• PROMPT
Search the entries for the word "SelectionOutcome" and pull out each line that has it.
START MATERIAL FOR THIS EXERCISE
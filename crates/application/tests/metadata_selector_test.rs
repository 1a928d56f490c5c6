use dns_select_application::selectors::{MetadataSelector, Selector};
use dns_select_domain::{QueryMetadata, SelectionResult, SelectorCriteria};

fn select(selector: &MetadataSelector, metadata: &QueryMetadata) -> SelectionResult {
    let criteria = SelectorCriteria::new(metadata, "udp");
    selector.select(&criteria)
}

#[test]
fn test_registered_value_in_options_is_selected() {
    let selector = MetadataSelector::new("region", ["eu", "us"]);
    let mut metadata = QueryMetadata::new();
    metadata.set_value("region", "us");

    for _ in 0..10 {
        assert_eq!(select(&selector, &metadata), SelectionResult::new("us", 0));
    }
}

#[test]
fn test_scope_propagation() {
    let selector = MetadataSelector::new("region", ["eu", "us"]);
    let mut metadata = QueryMetadata::new();
    metadata.set_value("region", "eu");
    metadata.set_value("region/_ecs-scope", "24");

    assert_eq!(select(&selector, &metadata), SelectionResult::new("eu", 24));
}

#[test]
fn test_unrecognized_value_yields_default() {
    let selector = MetadataSelector::new("region", ["eu", "us"]);
    let mut metadata = QueryMetadata::new();
    metadata.set_value("region", "mars");

    let result = select(&selector, &metadata);
    assert_eq!(result, SelectionResult::default());
}

#[test]
fn test_unrecognized_value_still_reports_scope() {
    let selector = MetadataSelector::new("region", ["eu", "us"]);
    let mut metadata = QueryMetadata::new();
    metadata.set_value("region", "mars");
    metadata.set_value("region/_ecs-scope", "16");

    let result = select(&selector, &metadata);
    assert!(result.option.is_empty());
    assert_eq!(result.ecs_scope_prefix_length, 16);
}

#[test]
fn test_value_is_case_folded() {
    let selector = MetadataSelector::new("region", ["eu", "us"]);
    let mut metadata = QueryMetadata::new();
    metadata.set_value("region", "EU");

    assert_eq!(select(&selector, &metadata).option, "eu");
}

#[test]
fn test_malformed_scope_yields_zero() {
    let selector = MetadataSelector::new("region", ["eu"]);
    let mut metadata = QueryMetadata::new();
    metadata.set_value("region", "eu");
    metadata.set_value("region/_ecs-scope", "not-a-number");

    assert_eq!(select(&selector, &metadata), SelectionResult::new("eu", 0));
}

#[test]
fn test_missing_function_yields_default() {
    let selector = MetadataSelector::new("region", ["eu"]);
    let mut metadata = QueryMetadata::new();
    metadata.set_value("region/_ecs-scope", "24");

    assert_eq!(select(&selector, &metadata), SelectionResult::default());
}

#[test]
fn test_empty_value_yields_default() {
    let selector = MetadataSelector::new("region", ["eu", ""]);
    let mut metadata = QueryMetadata::new();
    metadata.set_value("region", "");
    metadata.set_value("region/_ecs-scope", "24");

    assert_eq!(select(&selector, &metadata), SelectionResult::default());
}

#[test]
fn test_empty_options_never_match() {
    let selector = MetadataSelector::new("region", Vec::<String>::new());
    let mut metadata = QueryMetadata::new();
    metadata.set_value("region", "eu");

    assert!(select(&selector, &metadata).option.is_empty());
}

#[test]
fn test_result_is_always_member_of_options() {
    let options = ["eu", "us", "apac"];
    let selector = MetadataSelector::new("region", options);

    for value in ["eu", "US", "Apac", "mars", "", "eu ", "africa"] {
        let mut metadata = QueryMetadata::new();
        metadata.set_value("region", value);

        let result = select(&selector, &metadata);
        assert!(
            result.option.is_empty() || options.contains(&result.option.as_str()),
            "value {value:?} produced {:?}",
            result.option
        );
    }
}

#[test]
fn test_metadata_is_not_modified() {
    let selector = MetadataSelector::new("region", ["eu"]);
    let mut metadata = QueryMetadata::new();
    metadata.set_value("region", "eu");

    select(&selector, &metadata);

    assert_eq!(metadata.len(), 1);
    assert!(!metadata.contains("region/_ecs-scope"));
}
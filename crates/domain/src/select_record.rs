use serde::{Deserialize, Serialize};
use std::sync::Arc;

use crate::errors::DomainError;

/// Policy name selecting uniformly at random among the options. The `@`
/// prefix keeps it apart from metadata keys.
pub const RANDOM_SELECTOR: &str = "@random";

/// A record advertising several candidate answers, one of which is chosen
/// per query by the policy named in `selector`.
#[derive(Debug, Clone, PartialEq, Eq, Deserialize, Serialize)]
pub struct SelectRecord {
    pub name: Arc<str>,

    /// Policy name: `@random` or a metadata key.
    pub selector: Arc<str>,

    /// Answer used when the policy makes no decision.
    pub base: Arc<str>,

    #[serde(default)]
    pub options: Vec<Arc<str>>,
}

impl SelectRecord {
    pub fn new(
        name: impl Into<Arc<str>>,
        selector: impl Into<Arc<str>>,
        base: impl Into<Arc<str>>,
        options: Vec<String>,
    ) -> Self {
        Self {
            name: name.into(),
            selector: selector.into(),
            base: base.into(),
            options: options.into_iter().map(Arc::from).collect(),
        }
    }

    pub fn validate(&self) -> Result<(), DomainError> {
        if self.name.trim().is_empty() {
            return Err(DomainError::InvalidSelectRecord(
                "record name cannot be empty".to_string(),
            ));
        }
        if self.selector.trim().is_empty() {
            return Err(DomainError::InvalidSelectRecord(format!(
                "record '{}' has no selector",
                self.name
            )));
        }

        // Metadata values are lower-cased before matching.
        if &*self.selector != RANDOM_SELECTOR {
            if let Some(option) = self.options.iter().find(|o| o.to_lowercase() != ***o) {
                return Err(DomainError::InvalidSelectRecord(format!(
                    "record '{}' option '{}' must be lower-case to match selector '{}'",
                    self.name, option, self.selector
                )));
            }
        }
        Ok(())
    }
}
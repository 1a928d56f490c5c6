use dns_select_domain::GeoMatch;
use std::net::IpAddr;

pub trait GeoLookup: Send + Sync {
    fn lookup(&self, ip: IpAddr) -> Option<GeoMatch>;
}
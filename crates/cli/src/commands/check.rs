use dns_select_domain::Config;

use crate::di::SelectionServices;

/// Prints what the configuration resolves to.
pub fn run_check(config: &Config) -> anyhow::Result<()> {
    let services = SelectionServices::new(config)?;

    println!("Configuration OK");
    println!("  SELECT records: {}", config.select.records.len());
    for record in &config.select.records {
        println!(
            "    {} -> {} (base {}, {} options)",
            record.name,
            record.selector,
            record.base,
            record.options.len()
        );
    }

    let mut keys: Vec<String> = services.registry.keys().map(|k| k.to_string()).collect();
    keys.sort();
    println!("  Selectors: {}", keys.len());
    for key in keys {
        println!("    {}", key);
    }

    println!("  GeoIP networks: {}", services.geo.len());
    Ok(())
}
use dns_select_domain::{QueryMetadata, SelectRecord, SelectionResult, SelectorKey};
use serde::Serialize;
use std::sync::Arc;
use tracing::{debug, instrument, warn};

use crate::criteria::extract_criteria;
use crate::ports::{MetadataProvider, QueryRequest};
use crate::selectors::SelectorRegistry;

/// Answer chosen for one SELECT record.
#[derive(Debug, Clone, PartialEq, Eq, Serialize)]
pub struct SelectedAnswer {
    pub name: Arc<str>,
    /// Chosen option, or the record's base when the policy made no decision.
    pub target: Arc<str>,
    /// Whether `target` came from the policy rather than the base.
    pub selected: bool,
}

#[derive(Debug, Clone, Default, PartialEq, Eq, Serialize)]
pub struct SelectionOutcome {
    pub answers: Vec<SelectedAnswer>,
    /// Narrowest scope among the selections made for this query.
    pub ecs_scope_prefix_length: u8,
}

pub struct SelectAnswersUseCase {
    registry: Arc<SelectorRegistry>,
    providers: Vec<Arc<dyn MetadataProvider>>,
}

impl SelectAnswersUseCase {
    pub fn new(registry: Arc<SelectorRegistry>) -> Self {
        Self {
            registry,
            providers: Vec::new(),
        }
    }

    /// Adds a metadata provider. Providers run in insertion order, so a
    /// later provider overwrites keys set by an earlier one.
    pub fn with_provider(mut self, provider: Arc<dyn MetadataProvider>) -> Self {
        self.providers.push(provider);
        self
    }

    #[instrument(skip_all, fields(records = records.len(), protocol = request.protocol()))]
    pub fn execute(&self, request: &dyn QueryRequest, records: &[SelectRecord]) -> SelectionOutcome {
        let mut metadata = QueryMetadata::new();
        for provider in &self.providers {
            provider.populate(request, &mut metadata);
        }
        debug!(keys = metadata.len(), "Metadata populated");

        let criteria = extract_criteria(&metadata, request);

        // One decision per key per query, shared by every record using it.
        let mut decisions: Vec<(SelectorKey, SelectionResult)> = Vec::new();
        let mut outcome = SelectionOutcome::default();

        for record in records {
            let key = SelectorKey::from_record(record);

            let result = match decisions.iter().find(|(k, _)| *k == key) {
                Some((_, result)) => result.clone(),
                None => {
                    let result = match self.registry.get(&key) {
                        Some(selector) => selector.select(&criteria),
                        None => {
                            warn!(record = %record.name, key = %key, "No selector registered for record");
                            SelectionResult::default()
                        }
                    };
                    decisions.push((key, result.clone()));
                    result
                }
            };

            let selected = !result.is_default();
            let target = if selected {
                Arc::from(result.option.as_str())
            } else {
                record.base.clone()
            };

            debug!(record = %record.name, target = %target, selected, scope = result.ecs_scope_prefix_length, "Record resolved");

            outcome.answers.push(SelectedAnswer {
                name: record.name.clone(),
                target,
                selected,
            });
        }

        outcome.ecs_scope_prefix_length = decisions
            .iter()
            .map(|(_, r)| r.ecs_scope_prefix_length)
            .max()
            .unwrap_or(0);

        outcome
    }
}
END MATERIAL FOR THIS EXERCISE
• ANSWER AREA
pub struct SelectionOutcome {
    pub fn execute(&self, request: &dyn QueryRequest, records: &[SelectRecord]) -> SelectionOutcome {
        let mut outcome = SelectionOutcome::default();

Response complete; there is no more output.